The entries follow. Please return all of them exactly.

# # # # # # #

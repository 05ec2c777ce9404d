use chrono::{DateTime, Utc};

/// Injectable time source.
///
/// Lease expiry and firing arithmetic go through this seam so timer-driven
/// behavior stays testable under a paused runtime clock.
pub trait Clock: Send + Sync + 'static {
    fn now(&self) -> DateTime<Utc>;
}

#[derive(Debug, Clone, Copy, Default)]
pub struct SystemClock;

impl Clock for SystemClock {
    fn now(&self) -> DateTime<Utc> {
        Utc::now()
    }
}
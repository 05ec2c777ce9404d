use thiserror::Error;
use uuid::Uuid;

#[derive(Debug, Error)]
pub enum IncidentError {
    /// Malformed input; surfaced to the caller, never retried internally.
    #[error("validation error: {0}")]
    Validation(#[from] vigil_domain::DomainError),

    #[error("incident not found: {0}")]
    NotFound(Uuid),

    #[error("incident {0} is already resolved")]
    AlreadyResolved(Uuid),

    /// Store failures propagate to the result-stream consumer so redelivery
    /// semantics compose with the upstream queue.
    #[error("store error: {0}")]
    Store(#[from] vigil_store::StoreError),
}
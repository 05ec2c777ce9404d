use std::sync::Arc;
use std::time::Instant;

use chrono::Utc;
use tokio::net::TcpStream;
use tracing::{debug, error, info, warn};
use vigil_domain::{Check, CheckId, ProbeResult, TaskStatus};
use vigil_incident::IncidentEngine;
use vigil_queue::{TaskDelivery, TaskQueue};
use vigil_store::{CheckRepository, TaskRepository};

/// Probe worker: claims task deliveries, executes the probe, records the
/// outcome, and feeds the result into the incident engine.
///
/// Failures in handling nack the delivery so the queue redelivers; everything
/// else acks. Workers tolerate duplicate deliveries because task ids are
/// fresh per firing and incident processing deduplicates by fingerprint.
pub struct Worker {
    checks: Arc<dyn CheckRepository>,
    tasks: Arc<dyn TaskRepository>,
    queue: Arc<dyn TaskQueue>,
    engine: Arc<IncidentEngine>,
}

impl Worker {
    pub fn new(
        checks: Arc<dyn CheckRepository>,
        tasks: Arc<dyn TaskRepository>,
        queue: Arc<dyn TaskQueue>,
        engine: Arc<IncidentEngine>,
    ) -> Self {
        Worker { checks, tasks, queue, engine }
    }

    /// Consume deliveries until the queue closes and drains.
    pub async fn run(self) {
        loop {
            let delivery = match self.queue.next().await {
                Ok(Some(delivery)) => delivery,
                Ok(None) => break,
                Err(e) => {
                    error!(error = %e, "task queue receive failed");
                    break;
                }
            };
            match self.handle(&delivery).await {
                Ok(()) => {
                    if let Err(e) = self.queue.ack(delivery.tag).await {
                        warn!(task_id = %delivery.payload.id, error = %e, "ack failed");
                    }
                }
                Err(e) => {
                    warn!(task_id = %delivery.payload.id, error = %e, "task handling failed, requeueing");
                    if let Err(e) = self.queue.nack(delivery.tag, true).await {
                        warn!(task_id = %delivery.payload.id, error = %e, "nack failed");
                    }
                }
            }
        }
        info!("worker drained");
    }

    async fn handle(&self, delivery: &TaskDelivery) -> anyhow::Result<()> {
        let task_id = delivery.payload.id;
        let check_id = CheckId::new(delivery.payload.check_id.clone());
        let Some(check) = self.checks.get_by_id(&check_id).await? else {
            debug!(check_id = %check_id, "check vanished before execution, dropping task");
            return Ok(());
        };
        if !check.is_active() {
            debug!(check_id = %check_id, status = %check.status, "check no longer active, dropping task");
            return Ok(());
        }

        if let Err(e) = self.tasks.update_status(task_id, TaskStatus::Running).await {
            debug!(task_id = %task_id, error = %e, "failed to mark task running");
        }

        let Some(result) = self.probe(&check).await else {
            if let Err(e) = self.tasks.update_status(task_id, TaskStatus::Failed).await {
                debug!(task_id = %task_id, error = %e, "failed to mark task failed");
            }
            return Ok(());
        };

        let status = if result.is_success { TaskStatus::Succeeded } else { TaskStatus::Failed };
        if let Err(e) = self.tasks.update_status(task_id, status).await {
            debug!(task_id = %task_id, error = %e, "failed to record task status");
        }
        if let Err(e) = self.tasks.save_result(task_id, &result).await {
            debug!(task_id = %task_id, error = %e, "failed to record probe result");
        }

        // Incident processing errors propagate so the delivery is redelivered.
        self.engine.process(&result).await?;
        Ok(())
    }

    async fn probe(&self, check: &Check) -> Option<ProbeResult> {
        match check.check_type.as_str() {
            "tcp" => Some(self.tcp_probe(check).await),
            other => {
                debug!(check_id = %check.id, check_type = other, "unsupported check type");
                None
            }
        }
    }

    async fn tcp_probe(&self, check: &Check) -> ProbeResult {
        let started = Instant::now();
        let attempt = tokio::time::timeout(check.timeout(), TcpStream::connect(&check.target)).await;
        let duration_ms = started.elapsed().as_millis() as i64;

        let (is_success, error_message) = match attempt {
            Ok(Ok(_stream)) => (true, None),
            Ok(Err(e)) => (false, Some(e.to_string())),
            Err(_) => (
                false,
                Some(format!(
                    "timeout connecting to {} after {}s",
                    check.target, check.timeout_seconds
                )),
            ),
        };

        ProbeResult {
            check_id: check.id.clone(),
            tenant_id: check.tenant_id.clone(),
            is_success,
            error_message,
            duration_ms,
            timestamp: Utc::now(),
        }
    }
}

# # # # # # #

# Your response:
repository 05ec2c777ce9404d
use chrono::{DateTime, Utc};

/// Injectable time source.
///
/// Lease expiry and firing arithmetic go through this seam so timer-driven
/// behavior stays testable under a paused runtime clock.
pub trait Clock: Send + Sync + 'static {
    fn now(&self) -> DateTime<Utc>;
}

#[derive(Debug, Clone, Copy, Default)]
pub struct SystemClock;

impl Clock for SystemClock {
    fn now(&self) -> DateTime<Utc> {
        Utc::now()
    }
}
repository 05ec2c777ce9404d
use thiserror::Error;
use uuid::Uuid;

#[derive(Debug, Error)]
pub enum IncidentError {
    /// Malformed input; surfaced to the caller, never retried internally.
    #[error("validation error: {0}")]
    Validation(#[from] vigil_domain::DomainError),

    #[error("incident not found: {0}")]
    NotFound(Uuid),

    #[error("incident {0} is already resolved")]
    AlreadyResolved(Uuid),

    /// Store failures propagate to the result-stream consumer so redelivery
    /// semantics compose with the upstream queue.
    #[error("store error: {0}")]
    Store(#[from] vigil_store::StoreError),
}
repository 05ec2c777ce9404d
use std::sync::Arc;
use std::time::Instant;

use chrono::Utc;
use tokio::net::TcpStream;
use tracing::{debug, error, info, warn};
use vigil_domain::{Check, CheckId, ProbeResult, TaskStatus};
use vigil_incident::IncidentEngine;
use vigil_queue::{TaskDelivery, TaskQueue};
use vigil_store::{CheckRepository, TaskRepository};

/// Probe worker: claims task deliveries, executes the probe, records the
/// outcome, and feeds the result into the incident engine.
///
/// Failures in handling nack the delivery so the queue redelivers; everything
/// else acks. Workers tolerate duplicate deliveries because task ids are
/// fresh per firing and incident processing deduplicates by fingerprint.
pub struct Worker {
    checks: Arc<dyn CheckRepository>,
    tasks: Arc<dyn TaskRepository>,
    queue: Arc<dyn TaskQueue>,
    engine: Arc<IncidentEngine>,
}

impl Worker {
    pub fn new(
        checks: Arc<dyn CheckRepository>,
        tasks: Arc<dyn TaskRepository>,
        queue: Arc<dyn TaskQueue>,
        engine: Arc<IncidentEngine>,
    ) -> Self {
        Worker { checks, tasks, queue, engine }
    }

    /// Consume deliveries until the queue closes and drains.
    pub async fn run(self) {
        loop {
            let delivery = match self.queue.next().await {
                Ok(Some(delivery)) => delivery,
                Ok(None) => break,
                Err(e) => {
                    error!(error = %e, "task queue receive failed");
                    break;
                }
            };
            match self.handle(&delivery).await {
                Ok(()) => {
                    if let Err(e) = self.queue.ack(delivery.tag).await {
                        warn!(task_id = %delivery.payload.id, error = %e, "ack failed");
                    }
                }
                Err(e) => {
                    warn!(task_id = %delivery.payload.id, error = %e, "task handling failed, requeueing");
                    if let Err(e) = self.queue.nack(delivery.tag, true).await {
                        warn!(task_id = %delivery.payload.id, error = %e, "nack failed");
                    }
                }
            }
        }
        info!("worker drained");
    }

    async fn handle(&self, delivery: &TaskDelivery) -> anyhow::Result<()> {
        let task_id = delivery.payload.id;
        let check_id = CheckId::new(delivery.payload.check_id.clone());
        let Some(check) = self.checks.get_by_id(&check_id).await? else {
            debug!(check_id = %check_id, "check vanished before execution, dropping task");
            return Ok(());
        };
        if !check.is_active() {
            debug!(check_id = %check_id, status = %check.status, "check no longer active, dropping task");
            return Ok(());
        }

        if let Err(e) = self.tasks.update_status(task_id, TaskStatus::Running).await {
            debug!(task_id = %task_id, error = %e, "failed to mark task running");
        }

        let Some(result) = self.probe(&check).await else {
            if let Err(e) = self.tasks.update_status(task_id, TaskStatus::Failed).await {
                debug!(task_id = %task_id, error = %e, "failed to mark task failed");
            }
            return Ok(());
        };

        let status = if result.is_success { TaskStatus::Succeeded } else { TaskStatus::Failed };
        if let Err(e) = self.tasks.update_status(task_id, status).await {
            debug!(task_id = %task_id, error = %e, "failed to record task status");
        }
        if let Err(e) = self.tasks.save_result(task_id, &result).await {
            debug!(task_id = %task_id, error = %e, "failed to record probe result");
        }

        // Incident processing errors propagate so the delivery is redelivered.
        self.engine.process(&result).await?;
        Ok(())
    }

    async fn probe(&self, check: &Check) -> Option<ProbeResult> {
        match check.check_type.as_str() {
            "tcp" => Some(self.tcp_probe(check).await),
            other => {
                debug!(check_id = %check.id, check_type = other, "unsupported check type");
                None
            }
        }
    }

    async fn tcp_probe(&self, check: &Check) -> ProbeResult {
        let started = Instant::now();
        let attempt = tokio::time::timeout(check.timeout(), TcpStream::connect(&check.target)).await;
        let duration_ms = started.elapsed().as_millis() as i64;

        let (is_success, error_message) = match attempt {
            Ok(Ok(_stream)) => (true, None),
            Ok(Err(e)) => (false, Some(e.to_string())),
            Err(_) => (
                false,
                Some(format!(
                    "timeout connecting to {} after {}s",
                    check.target, check.timeout_seconds
                )),
            ),
        };

        ProbeResult {
            check_id: check.id.clone(),
            tenant_id: check.tenant_id.clone(),
            is_success,
            error_message,
            duration_ms,
            timestamp: Utc::now(),
        }
    }
}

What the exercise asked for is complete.